For the data below, restate word for word only the lines from the line containing "Begin a transaction." through the line containing "pub fn commit(&self)", both ends included.

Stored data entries
○ ○ ○ ○ ○
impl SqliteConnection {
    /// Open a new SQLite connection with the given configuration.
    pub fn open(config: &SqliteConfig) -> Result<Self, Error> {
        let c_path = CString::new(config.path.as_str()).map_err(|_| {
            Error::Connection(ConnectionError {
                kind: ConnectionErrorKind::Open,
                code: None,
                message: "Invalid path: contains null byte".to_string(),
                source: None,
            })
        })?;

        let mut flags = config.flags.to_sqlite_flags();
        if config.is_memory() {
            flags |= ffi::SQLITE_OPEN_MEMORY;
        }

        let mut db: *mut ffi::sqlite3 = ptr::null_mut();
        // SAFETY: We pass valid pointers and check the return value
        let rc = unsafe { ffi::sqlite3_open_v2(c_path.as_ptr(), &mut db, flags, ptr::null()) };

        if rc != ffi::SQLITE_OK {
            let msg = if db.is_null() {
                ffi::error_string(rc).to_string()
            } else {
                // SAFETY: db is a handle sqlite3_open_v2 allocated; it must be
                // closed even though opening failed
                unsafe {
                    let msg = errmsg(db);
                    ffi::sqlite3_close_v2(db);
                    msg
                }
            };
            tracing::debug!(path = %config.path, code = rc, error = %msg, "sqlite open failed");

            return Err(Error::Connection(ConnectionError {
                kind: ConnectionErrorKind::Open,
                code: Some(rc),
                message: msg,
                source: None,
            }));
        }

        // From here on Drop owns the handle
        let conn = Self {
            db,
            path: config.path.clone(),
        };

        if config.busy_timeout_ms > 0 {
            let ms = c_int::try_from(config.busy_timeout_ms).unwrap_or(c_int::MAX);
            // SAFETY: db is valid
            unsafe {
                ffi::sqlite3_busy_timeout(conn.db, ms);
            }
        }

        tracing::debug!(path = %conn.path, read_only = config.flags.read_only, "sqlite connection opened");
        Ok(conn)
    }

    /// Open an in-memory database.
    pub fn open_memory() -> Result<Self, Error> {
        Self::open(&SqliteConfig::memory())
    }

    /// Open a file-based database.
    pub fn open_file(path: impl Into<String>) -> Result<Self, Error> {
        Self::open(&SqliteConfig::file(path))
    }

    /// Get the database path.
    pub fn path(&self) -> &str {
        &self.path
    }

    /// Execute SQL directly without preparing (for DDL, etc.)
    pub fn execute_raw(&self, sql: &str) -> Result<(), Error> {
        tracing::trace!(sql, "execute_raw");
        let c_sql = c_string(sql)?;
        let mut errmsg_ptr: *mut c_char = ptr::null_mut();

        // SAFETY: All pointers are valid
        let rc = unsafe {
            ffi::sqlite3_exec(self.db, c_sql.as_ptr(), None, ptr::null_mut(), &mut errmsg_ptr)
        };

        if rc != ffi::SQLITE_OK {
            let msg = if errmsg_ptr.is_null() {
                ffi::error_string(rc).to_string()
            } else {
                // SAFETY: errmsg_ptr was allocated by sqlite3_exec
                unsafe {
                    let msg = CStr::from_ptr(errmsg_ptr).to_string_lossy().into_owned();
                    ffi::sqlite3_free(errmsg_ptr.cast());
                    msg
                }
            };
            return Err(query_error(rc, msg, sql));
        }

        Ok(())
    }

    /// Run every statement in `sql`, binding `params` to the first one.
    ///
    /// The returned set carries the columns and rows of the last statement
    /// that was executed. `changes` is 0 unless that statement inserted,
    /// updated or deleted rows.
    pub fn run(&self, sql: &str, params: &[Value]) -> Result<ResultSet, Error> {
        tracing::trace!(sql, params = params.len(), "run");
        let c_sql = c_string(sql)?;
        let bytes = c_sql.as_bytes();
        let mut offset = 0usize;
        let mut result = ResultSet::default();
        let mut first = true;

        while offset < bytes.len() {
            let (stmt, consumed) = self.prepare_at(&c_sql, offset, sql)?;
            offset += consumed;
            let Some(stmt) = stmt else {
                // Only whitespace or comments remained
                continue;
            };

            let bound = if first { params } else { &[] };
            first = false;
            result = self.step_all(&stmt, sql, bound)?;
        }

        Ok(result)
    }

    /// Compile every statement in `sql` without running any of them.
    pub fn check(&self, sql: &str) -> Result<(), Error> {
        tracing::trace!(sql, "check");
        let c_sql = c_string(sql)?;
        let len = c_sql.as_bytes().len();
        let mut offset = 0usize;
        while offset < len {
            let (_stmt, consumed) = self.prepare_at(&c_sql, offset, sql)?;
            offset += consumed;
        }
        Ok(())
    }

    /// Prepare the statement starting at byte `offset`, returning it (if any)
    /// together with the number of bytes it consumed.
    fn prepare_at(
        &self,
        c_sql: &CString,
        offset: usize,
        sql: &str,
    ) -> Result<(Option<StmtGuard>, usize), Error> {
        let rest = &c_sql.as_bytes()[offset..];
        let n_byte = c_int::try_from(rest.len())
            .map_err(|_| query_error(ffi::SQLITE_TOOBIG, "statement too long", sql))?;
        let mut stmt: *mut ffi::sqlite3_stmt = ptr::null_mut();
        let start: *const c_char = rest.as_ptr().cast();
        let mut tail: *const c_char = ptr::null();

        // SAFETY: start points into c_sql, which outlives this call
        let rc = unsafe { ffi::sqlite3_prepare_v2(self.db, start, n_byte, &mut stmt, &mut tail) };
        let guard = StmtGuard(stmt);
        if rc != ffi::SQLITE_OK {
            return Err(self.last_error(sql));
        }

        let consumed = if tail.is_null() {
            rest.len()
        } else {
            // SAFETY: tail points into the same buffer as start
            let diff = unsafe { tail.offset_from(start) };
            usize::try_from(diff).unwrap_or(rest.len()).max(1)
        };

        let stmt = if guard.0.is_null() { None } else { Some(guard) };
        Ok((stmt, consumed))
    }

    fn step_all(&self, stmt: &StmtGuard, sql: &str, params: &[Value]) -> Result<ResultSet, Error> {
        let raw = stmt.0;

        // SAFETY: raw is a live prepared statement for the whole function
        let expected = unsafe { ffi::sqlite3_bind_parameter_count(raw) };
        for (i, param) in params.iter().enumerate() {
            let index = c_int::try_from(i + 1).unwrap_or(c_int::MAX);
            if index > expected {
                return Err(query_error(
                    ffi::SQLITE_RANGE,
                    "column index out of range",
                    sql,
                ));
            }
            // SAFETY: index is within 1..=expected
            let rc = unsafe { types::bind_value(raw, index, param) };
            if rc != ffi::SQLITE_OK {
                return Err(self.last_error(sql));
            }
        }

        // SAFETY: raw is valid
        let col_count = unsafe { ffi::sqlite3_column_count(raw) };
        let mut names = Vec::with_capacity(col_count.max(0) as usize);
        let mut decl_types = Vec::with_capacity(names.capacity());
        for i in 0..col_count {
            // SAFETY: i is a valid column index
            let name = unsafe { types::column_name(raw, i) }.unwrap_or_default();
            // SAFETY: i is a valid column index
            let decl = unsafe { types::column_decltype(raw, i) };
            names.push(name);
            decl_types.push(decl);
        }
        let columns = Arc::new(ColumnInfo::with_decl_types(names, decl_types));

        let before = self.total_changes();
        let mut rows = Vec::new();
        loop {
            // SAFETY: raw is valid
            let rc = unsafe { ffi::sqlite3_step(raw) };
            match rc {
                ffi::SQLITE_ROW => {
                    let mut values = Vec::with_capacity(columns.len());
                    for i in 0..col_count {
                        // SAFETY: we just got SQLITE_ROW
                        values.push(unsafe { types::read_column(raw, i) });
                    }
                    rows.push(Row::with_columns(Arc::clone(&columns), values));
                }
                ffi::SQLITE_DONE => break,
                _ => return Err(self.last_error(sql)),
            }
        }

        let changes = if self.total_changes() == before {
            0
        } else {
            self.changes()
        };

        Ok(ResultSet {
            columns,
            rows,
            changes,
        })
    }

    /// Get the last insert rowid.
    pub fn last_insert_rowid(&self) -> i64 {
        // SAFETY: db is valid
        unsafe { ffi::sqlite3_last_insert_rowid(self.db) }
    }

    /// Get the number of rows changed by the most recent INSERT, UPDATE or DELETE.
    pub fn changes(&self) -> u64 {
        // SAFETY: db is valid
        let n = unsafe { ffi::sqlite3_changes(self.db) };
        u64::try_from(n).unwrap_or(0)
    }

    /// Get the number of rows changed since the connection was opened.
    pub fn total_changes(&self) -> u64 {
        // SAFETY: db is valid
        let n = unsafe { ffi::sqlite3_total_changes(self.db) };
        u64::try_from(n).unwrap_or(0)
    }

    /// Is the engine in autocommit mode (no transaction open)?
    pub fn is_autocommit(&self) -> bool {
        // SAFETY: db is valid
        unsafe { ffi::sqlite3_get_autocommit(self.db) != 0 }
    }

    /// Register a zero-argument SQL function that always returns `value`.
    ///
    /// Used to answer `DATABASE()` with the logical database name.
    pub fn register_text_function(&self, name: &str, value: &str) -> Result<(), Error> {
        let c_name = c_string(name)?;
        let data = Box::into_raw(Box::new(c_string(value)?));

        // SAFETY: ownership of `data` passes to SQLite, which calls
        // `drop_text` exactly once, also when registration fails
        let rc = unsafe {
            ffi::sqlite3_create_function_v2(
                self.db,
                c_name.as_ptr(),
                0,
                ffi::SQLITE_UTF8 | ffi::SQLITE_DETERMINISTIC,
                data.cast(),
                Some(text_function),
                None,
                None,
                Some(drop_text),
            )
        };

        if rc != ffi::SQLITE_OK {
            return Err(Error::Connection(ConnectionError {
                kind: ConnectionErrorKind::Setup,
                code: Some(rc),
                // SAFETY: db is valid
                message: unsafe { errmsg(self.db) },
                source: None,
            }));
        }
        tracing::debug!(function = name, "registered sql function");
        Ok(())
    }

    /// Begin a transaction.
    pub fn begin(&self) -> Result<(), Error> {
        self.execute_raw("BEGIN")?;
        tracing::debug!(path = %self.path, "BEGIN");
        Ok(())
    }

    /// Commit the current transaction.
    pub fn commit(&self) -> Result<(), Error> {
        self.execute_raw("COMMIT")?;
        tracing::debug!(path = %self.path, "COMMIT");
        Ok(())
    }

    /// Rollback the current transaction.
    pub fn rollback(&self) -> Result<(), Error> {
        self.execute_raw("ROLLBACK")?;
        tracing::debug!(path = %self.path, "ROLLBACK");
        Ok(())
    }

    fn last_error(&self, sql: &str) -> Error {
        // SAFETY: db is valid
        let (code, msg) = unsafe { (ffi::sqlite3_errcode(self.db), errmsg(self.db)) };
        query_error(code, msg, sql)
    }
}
○ ○ ○ ○ ○
# [Answer to this task]
    /// Begin a transaction.
    pub fn begin(&self) -> Result<(), Error> {
        self.execute_raw("BEGIN")?;
        tracing::debug!(path = %self.path, "BEGIN");
        Ok(())
    }

    /// Commit the current transaction.
    pub fn commit(&self) -> Result<(), Error> {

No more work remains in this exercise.